Stored data:
- - - - - - -

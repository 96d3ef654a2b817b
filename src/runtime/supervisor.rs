/// Workflow supervisor
///
/// Process-wide table of the workflows this worker is running, and the
/// command plumbing that keeps the fleet consistent: start/stop commands are
/// broadcast to every worker, and a start naming another worker doubles as
/// the stop signal for any local replica. Account-deletion fanout broadcasts
/// stops and purges the rows.

use crate::bus::{self, Command, CommandVerb};
use crate::runtime::runner::WorkflowRunner;
use crate::workflow::{WorkflowRecord, WorkflowStore};
use anyhow::{Context, Result};
use futures::StreamExt;
use serde::Serialize;
use std::collections::HashMap;
use std::sync::Arc;
use std::time::Duration;
use tokio::sync::RwLock;
use uuid::Uuid;

/// What a worker does with a parsed command.
#[derive(Debug, Clone, Copy, PartialEq, Eq)]
pub enum CommandAction {
    /// Start targets this worker: instantiate the workflow.
    StartLocal,
    /// Start targets another worker: drop any local replica.
    StopReplica,
    /// Stop: drop any local replica.
    Stop,
}

/// The command decision table. Broadcast semantics guarantee that after every
/// worker has observed a start naming worker W, at most W owns the workflow.
pub fn command_action(worker_name: &str, command: &Command) -> CommandAction {
    match command.verb {
        CommandVerb::Start if command.target == worker_name => CommandAction::StartLocal,
        CommandVerb::Start => CommandAction::StopReplica,
        CommandVerb::Stop => CommandAction::Stop,
    }
}

/// Summary row for the running-workflows endpoint.
#[derive(Debug, Serialize)]
pub struct RunningWorkflow {
    pub id: Uuid,
    pub account_id: Uuid,
    pub name: String,
}

/// Registry of running workflows plus the consumers feeding it.
pub struct Supervisor {
    worker_name: String,
    client: async_nats::Client,
    http: reqwest::Client,
    store: WorkflowStore,
    workflows: RwLock<HashMap<String, WorkflowRunner>>,
}

impl Supervisor {
    pub fn new(
        worker_name: String,
        client: async_nats::Client,
        store: WorkflowStore,
    ) -> Result<Arc<Self>> {
        // One bounded HTTP client shared by every workflow's webhook posts.
        let http = reqwest::Client::builder()
            .timeout(Duration::from_secs(10))
            .build()
            .context("failed to build webhook HTTP client")?;
        Ok(Arc::new(Self {
            worker_name,
            client,
            http,
            store,
            workflows: RwLock::new(HashMap::new()),
        }))
    }

    /// Boot recovery: start the latest version of every workflow assigned to
    /// this worker. Local catch-up only, nothing is broadcast.
    pub async fn recover_assigned(&self) -> Result<()> {
        let records = self.store.latest_for_worker(&self.worker_name).await?;
        for record in records {
            if let Err(e) = self.start_workflow(&record).await {
                tracing::error!(
                    "❌ could not launch workflow {} {}: {}",
                    record.account_id,
                    record.id,
                    e
                );
            }
        }
        Ok(())
    }

    /// Instantiate a workflow and insert it into the table. A replica already
    /// present under the same id is stopped and replaced.
    pub async fn start_workflow(&self, record: &WorkflowRecord) -> Result<()> {
        let runner = WorkflowRunner::start(
            self.client.clone(),
            self.http.clone(),
            record,
            &self.worker_name,
        )
        .await?;
        tracing::info!("🚀 start workflow {} {}", record.account_id, record.id);

        let mut workflows = self.workflows.write().await;
        if let Some(previous) = workflows.insert(record.id.to_string(), runner) {
            previous.stop();
        }
        Ok(())
    }

    /// Stop and remove a workflow. Returns whether it was running here.
    pub async fn stop_workflow(&self, wid: &str) -> bool {
        let mut workflows = self.workflows.write().await;
        match workflows.remove(wid) {
            Some(runner) => {
                runner.stop();
                true
            }
            None => false,
        }
    }

    /// Consume the full command exchange. Every worker sees every command.
    pub async fn run_command_loop(self: Arc<Self>) -> Result<()> {
        let mut messages = self
            .client
            .subscribe(bus::COMMAND_WILDCARD)
            .await
            .context("failed to subscribe to workflow commands")?;
        tracing::info!("📡 ready, waiting for workflow command events");

        while let Some(message) = messages.next().await {
            let Some(command) = bus::parse_command_subject(message.subject.as_str()) else {
                tracing::warn!("⚠️ unhandled command subject {}", message.subject);
                continue;
            };
            self.apply_command(&command, &message.payload).await;
        }
        Ok(())
    }

    async fn apply_command(&self, command: &Command, body: &[u8]) {
        match command_action(&self.worker_name, command) {
            CommandAction::StartLocal => {
                let record: WorkflowRecord = match serde_json::from_slice(body) {
                    Ok(record) => record,
                    Err(e) => {
                        tracing::error!(
                            "❌ could not decode workflow {}.{}: {}",
                            command.account_id,
                            command.workflow_id,
                            e
                        );
                        return;
                    }
                };
                if let Err(e) = self.start_workflow(&record).await {
                    tracing::error!(
                        "❌ could not start workflow {}.{}: {}",
                        command.account_id,
                        command.workflow_id,
                        e
                    );
                }
            }
            CommandAction::StopReplica => {
                if self.stop_workflow(&command.workflow_id).await {
                    tracing::info!(
                        "⏹️ stop workflow {}.{}, moved to {}",
                        command.account_id,
                        command.workflow_id,
                        command.target
                    );
                }
            }
            CommandAction::Stop => {
                if self.stop_workflow(&command.workflow_id).await {
                    tracing::info!(
                        "⏹️ stop workflow {}.{}",
                        command.account_id,
                        command.workflow_id
                    );
                }
            }
        }
    }

    /// Consume the account-deletion fanout: broadcast a stop per workflow id,
    /// then purge the account's rows.
    pub async fn run_account_delete_loop(self: Arc<Self>) -> Result<()> {
        let mut messages = self
            .client
            .subscribe(bus::ACCOUNT_DELETE_WILDCARD)
            .await
            .context("failed to subscribe to account deletions")?;
        tracing::info!("📡 ready, waiting on account deletions");

        while let Some(message) = messages.next().await {
            let Some(aid) = bus::parse_account_delete_subject(message.subject.as_str()) else {
                tracing::warn!(
                    "⚠️ cannot extract account id from subject {}",
                    message.subject
                );
                continue;
            };
            if let Err(e) = self.purge_account(aid).await {
                tracing::error!("❌ cannot purge account {}: {}", aid, e);
            }
        }
        Ok(())
    }

    async fn purge_account(&self, aid: Uuid) -> Result<()> {
        tracing::info!("🗑️ purge workflows for account {}", aid);
        let ids = self.store.workflow_ids(aid).await?;
        for wid in ids {
            if let Err(e) =
                bus::send_stop_command(&self.client, &aid.to_string(), &wid.to_string()).await
            {
                tracing::error!("❌ could not broadcast stop for {}.{}: {}", aid, wid, e);
            }
        }
        self.store.purge_account(aid).await?;
        Ok(())
    }

    /// Ids and names of the workflows running on this worker.
    pub async fn running(&self) -> Vec<RunningWorkflow> {
        let workflows = self.workflows.read().await;
        workflows
            .values()
            .map(|runner| RunningWorkflow {
                id: runner.id,
                account_id: runner.account_id,
                name: runner.name.clone(),
            })
            .collect()
    }

    /// Full graph snapshots of the running workflows.
    pub async fn graphs(&self) -> Vec<serde_json::Value> {
        let workflows = self.workflows.read().await;
        let mut snapshots = Vec::with_capacity(workflows.len());
        for runner in workflows.values() {
            snapshots.push(runner.graph_json().await);
        }
        snapshots
    }

    /// Dot rendering of one running workflow's graph.
    pub async fn graph_dot(&self, wid: &str) -> Option<String> {
        let workflows = self.workflows.read().await;
        match workflows.get(wid) {
            Some(runner) => Some(runner.graph_dot().await),
            None => None,
        }
    }
}

#[cfg(test)]
mod tests {
    use super::*;

    fn command(target: &str, verb: CommandVerb) -> Command {
        Command {
            target: target.to_string(),
            account_id: "aid".to_string(),
            workflow_id: "wid".to_string(),
            verb,
        }
    }

    #[test]
    fn start_targeting_self_starts() {
        let cmd = command("worker0", CommandVerb::Start);
        assert_eq!(command_action("worker0", &cmd), CommandAction::StartLocal);
    }

    #[test]
    fn start_targeting_other_stops_replica() {
        let cmd = command("worker1", CommandVerb::Start);
        assert_eq!(command_action("worker0", &cmd), CommandAction::StopReplica);
    }

    #[test]
    fn stop_always_stops() {
        let cmd = command(bus::EMPTY_TARGET, CommandVerb::Stop);
        assert_eq!(command_action("worker0", &cmd), CommandAction::Stop);
        assert_eq!(command_action("worker1", &cmd), CommandAction::Stop);
    }

    #[test]
    fn broadcast_start_with_no_target_starts_nowhere() {
        // A start with the empty-target placeholder matches no worker, so
        // every worker drops its replica and none starts one.
        let cmd = command(bus::EMPTY_TARGET, CommandVerb::Start);
        for worker in ["worker0", "worker1", "worker2"] {
            assert_eq!(command_action(worker, &cmd), CommandAction::StopReplica);
        }
    }
}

- - - - - - -

Work required: Whenever the word "remove" shows up in a line of the entries above, copy that line.

Task response:
    /// Stop and remove a workflow. Returns whether it was running here.
        match workflows.remove(wid) {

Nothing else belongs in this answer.